◆ GIVEN INFORMATION:
......

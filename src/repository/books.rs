//! Books repository for flat-file operations

use std::fs;
use std::io::{BufWriter, ErrorKind, Write};
use std::path::PathBuf;

use crate::codec;
use crate::error::AppResult;
use crate::models::book::Book;

/// Line-per-record store for the book catalog. Writes replace the whole file.
#[derive(Clone)]
pub struct BooksRepository {
    path: PathBuf,
}

impl BooksRepository {
    pub fn new(path: PathBuf) -> Self {
        Self { path }
    }

    /// Load every readable book record.
    ///
    /// A missing file is an empty catalog. Blank lines are skipped silently;
    /// lines the codec rejects are skipped with a warning so one bad record
    /// never blocks startup.
    pub fn load_all(&self) -> AppResult<Vec<Book>> {
        let contents = match fs::read_to_string(&self.path) {
            Ok(contents) => contents,
            Err(e) if e.kind() == ErrorKind::NotFound => return Ok(Vec::new()),
            Err(e) => return Err(e.into()),
        };

        let mut books = Vec::new();
        for (index, line) in contents.lines().enumerate() {
            if line.trim().is_empty() {
                continue;
            }
            match codec::decode_book(line) {
                Ok(book) => books.push(book),
                Err(e) => tracing::warn!(
                    "Skipping malformed book record at {}:{}: {}",
                    self.path.display(),
                    index + 1,
                    e
                ),
            }
        }
        Ok(books)
    }

    /// Rewrite the store with the given records, one line each
    pub fn save_all(&self, books: &[Book]) -> AppResult<()> {
        let file = fs::File::create(&self.path)?;
        let mut writer = BufWriter::new(file);
        for book in books {
            writeln!(writer, "{}", codec::encode_book(book))?;
        }
        writer.flush()?;
        Ok(())
    }
}
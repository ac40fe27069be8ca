//! In-memory stores layered over the flat-file repositories

pub mod catalog;
pub mod history;

pub use catalog::Catalog;
pub use history::HistoryLog;
//! Admin authentication capability

use crate::config::AuthConfig;

/// Credential check the library facade depends on. Implementations can back
/// admin login with anything; the default compares against configuration.
#[cfg_attr(test, mockall::automock)]
pub trait AdminAuthenticator {
    /// Check a username and password pair
    fn verify(&self, username: &str, password: &str) -> bool;
}

/// Plain comparison against the configured admin credentials
#[derive(Debug, Clone)]
pub struct ConfigCredentials {
    username: String,
    password: String,
}

impl ConfigCredentials {
    pub fn new(config: &AuthConfig) -> Self {
        Self {
            username: config.admin_username.clone(),
            password: config.admin_password.clone(),
        }
    }
}

impl AdminAuthenticator for ConfigCredentials {
    fn verify(&self, username: &str, password: &str) -> bool {
        username == self.username && password == self.password
    }
}

#[cfg(test)]
mod tests {
    use super::*;

    #[test]
    fn test_config_credentials_verify() {
        let auth = ConfigCredentials::new(&AuthConfig::default());
        assert!(auth.verify("admin", "1234"));
        assert!(!auth.verify("admin", "wrong"));
        assert!(!auth.verify("root", "1234"));
    }
}
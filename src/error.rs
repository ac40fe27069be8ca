//! Error types for the Alcove lending store

use thiserror::Error;

use crate::codec::CodecError;
use crate::models::book::Book;

/// Main application error type
#[derive(Error, Debug)]
pub enum AppError {
    #[error("Not found: {0}")]
    NotFound(String),

    #[error("Book {id} is already borrowed by {borrower}")]
    AlreadyBorrowed { id: String, borrower: String },

    #[error("Book {0} is not borrowed")]
    NotBorrowed(String),

    #[error("Name does not match the borrower of {id} ({expected})")]
    NameMismatch { id: String, expected: String },

    #[error("Borrowing limit reached: {borrower} already has {current} of {limit} allowed book(s)")]
    LimitExceeded {
        borrower: String,
        limit: usize,
        current: usize,
    },

    #[error("Borrower name cannot be empty")]
    EmptyName,

    #[error("{} books match '{query}'; enter an exact ID", .candidates.len())]
    AmbiguousMatch { query: String, candidates: Vec<Book> },

    #[error("Malformed record: {0}")]
    MalformedRecord(#[from] CodecError),

    #[error("Storage error: {0}")]
    Storage(#[from] std::io::Error),

    #[error("Authentication failed: {0}")]
    Authentication(String),

    #[error("Validation error: {0}")]
    Validation(String),
}

/// Result type alias for application operations
pub type AppResult<T> = Result<T, AppError>;
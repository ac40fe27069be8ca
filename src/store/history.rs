//! History log: the in-memory event sequence over the append-only store

use crate::error::AppResult;
use crate::models::history::HistoryEntry;
use crate::repository::history::HistoryRepository;

/// Insertion-ordered log of lending events. Entries are immutable once
/// appended.
pub struct HistoryLog {
    entries: Vec<HistoryEntry>,
    repo: HistoryRepository,
}

impl HistoryLog {
    /// Load the full event log from the history store
    pub fn open(repo: HistoryRepository) -> AppResult<Self> {
        let entries = repo.load_all()?;
        tracing::info!("Loaded {} history entries", entries.len());
        Ok(Self { entries, repo })
    }

    /// Append an event, persisting it immediately.
    ///
    /// The in-memory log keeps the entry even when the store write fails.
    pub fn append(&mut self, entry: HistoryEntry) {
        if let Err(e) = self.repo.append(&entry) {
            tracing::warn!("Failed to append to history store: {}", e);
        }
        self.entries.push(entry);
    }

    /// Last `count` entries in insertion order. A count of zero, or one
    /// beyond the log size, returns the full log.
    pub fn recent(&self, count: usize) -> &[HistoryEntry] {
        if count == 0 || count >= self.entries.len() {
            &self.entries
        } else {
            &self.entries[self.entries.len() - count..]
        }
    }

    pub fn len(&self) -> usize {
        self.entries.len()
    }

    pub fn is_empty(&self) -> bool {
        self.entries.is_empty()
    }
}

......

◆ PROBLEM REQUIREMENTS: Your task is to retype the whole listing, keeping every word exactly as it is.

◆ THE ANSWER:
filename src/repository/books.rs
//! Books repository for flat-file operations

use std::fs;
use std::io::{BufWriter, ErrorKind, Write};
use std::path::PathBuf;

use crate::codec;
use crate::error::AppResult;
use crate::models::book::Book;

/// Line-per-record store for the book catalog. Writes replace the whole file.
#[derive(Clone)]
pub struct BooksRepository {
    path: PathBuf,
}

impl BooksRepository {
    pub fn new(path: PathBuf) -> Self {
        Self { path }
    }

    /// Load every readable book record.
    ///
    /// A missing file is an empty catalog. Blank lines are skipped silently;
    /// lines the codec rejects are skipped with a warning so one bad record
    /// never blocks startup.
    pub fn load_all(&self) -> AppResult<Vec<Book>> {
        let contents = match fs::read_to_string(&self.path) {
            Ok(contents) => contents,
            Err(e) if e.kind() == ErrorKind::NotFound => return Ok(Vec::new()),
            Err(e) => return Err(e.into()),
        };

        let mut books = Vec::new();
        for (index, line) in contents.lines().enumerate() {
            if line.trim().is_empty() {
                continue;
            }
            match codec::decode_book(line) {
                Ok(book) => books.push(book),
                Err(e) => tracing::warn!(
                    "Skipping malformed book record at {}:{}: {}",
                    self.path.display(),
                    index + 1,
                    e
                ),
            }
        }
        Ok(books)
    }

    /// Rewrite the store with the given records, one line each
    pub fn save_all(&self, books: &[Book]) -> AppResult<()> {
        let file = fs::File::create(&self.path)?;
        let mut writer = BufWriter::new(file);
        for book in books {
            writeln!(writer, "{}", codec::encode_book(book))?;
        }
        writer.flush()?;
        Ok(())
    }
}
repository ac40fe27069be8ca
//! In-memory stores layered over the flat-file repositories

pub mod catalog;
pub mod history;

pub use catalog::Catalog;
pub use history::HistoryLog;
//! Admin authentication capability

use crate::config::AuthConfig;

/// Credential check the library facade depends on. Implementations can back
/// admin login with anything; the default compares against configuration.
#[cfg_attr(test, mockall::automock)]
pub trait AdminAuthenticator {
    /// Check a username and password pair
    fn verify(&self, username: &str, password: &str) -> bool;
}

/// Plain comparison against the configured admin credentials
#[derive(Debug, Clone)]
pub struct ConfigCredentials {
    username: String,
    password: String,
}

impl ConfigCredentials {
    pub fn new(config: &AuthConfig) -> Self {
        Self {
            username: config.admin_username.clone(),
            password: config.admin_password.clone(),
        }
    }
}

impl AdminAuthenticator for ConfigCredentials {
    fn verify(&self, username: &str, password: &str) -> bool {
        username == self.username && password == self.password
    }
}

#[cfg(test)]
mod tests {
    use super::*;

    #[test]
    fn test_config_credentials_verify() {
        let auth = ConfigCredentials::new(&AuthConfig::default());
        assert!(auth.verify("admin", "1234"));
        assert!(!auth.verify("admin", "wrong"));
        assert!(!auth.verify("root", "1234"));
    }
}
filename src/error.rs
repository ac40fe27069be8ca
//! Error types for the Alcove lending store

use thiserror::Error;

use crate::codec::CodecError;
use crate::models::book::Book;

/// Main application error type
#[derive(Error, Debug)]
pub enum AppError {
    #[error("Not found: {0}")]
    NotFound(String),

    #[error("Book {id} is already borrowed by {borrower}")]
    AlreadyBorrowed { id: String, borrower: String },

    #[error("Book {0} is not borrowed")]
    NotBorrowed(String),

    #[error("Name does not match the borrower of {id} ({expected})")]
    NameMismatch { id: String, expected: String },

    #[error("Borrowing limit reached: {borrower} already has {current} of {limit} allowed book(s)")]
    LimitExceeded {
        borrower: String,
        limit: usize,
        current: usize,
    },

    #[error("Borrower name cannot be empty")]
    EmptyName,

    #[error("{} books match '{query}'; enter an exact ID", .candidates.len())]
    AmbiguousMatch { query: String, candidates: Vec<Book> },

    #[error("Malformed record: {0}")]
    MalformedRecord(#[from] CodecError),

    #[error("Storage error: {0}")]
    Storage(#[from] std::io::Error),

    #[error("Authentication failed: {0}")]
    Authentication(String),

    #[error("Validation error: {0}")]
    Validation(String),
}

/// Result type alias for application operations
pub type AppResult<T> = Result<T, AppError>;
repository ac40fe27069be8ca
filename src/store/history.rs
//! History log: the in-memory event sequence over the append-only store

use crate::error::AppResult;
use crate::models::history::HistoryEntry;
use crate::repository::history::HistoryRepository;

/// Insertion-ordered log of lending events. Entries are immutable once
/// appended.
pub struct HistoryLog {
    entries: Vec<HistoryEntry>,
    repo: HistoryRepository,
}

impl HistoryLog {
    /// Load the full event log from the history store
    pub fn open(repo: HistoryRepository) -> AppResult<Self> {
        let entries = repo.load_all()?;
        tracing::info!("Loaded {} history entries", entries.len());
        Ok(Self { entries, repo })
    }

    /// Append an event, persisting it immediately.
    ///
    /// The in-memory log keeps the entry even when the store write fails.
    pub fn append(&mut self, entry: HistoryEntry) {
        if let Err(e) = self.repo.append(&entry) {
            tracing::warn!("Failed to append to history store: {}", e);
        }
        self.entries.push(entry);
    }

    /// Last `count` entries in insertion order. A count of zero, or one
    /// beyond the log size, returns the full log.
    pub fn recent(&self, count: usize) -> &[HistoryEntry] {
        if count == 0 || count >= self.entries.len() {
            &self.entries
        } else {
            &self.entries[self.entries.len() - count..]
        }
    }

    pub fn len(&self) -> usize {
        self.entries.len()
    }

    pub fn is_empty(&self) -> bool {
        self.entries.is_empty()
    }
}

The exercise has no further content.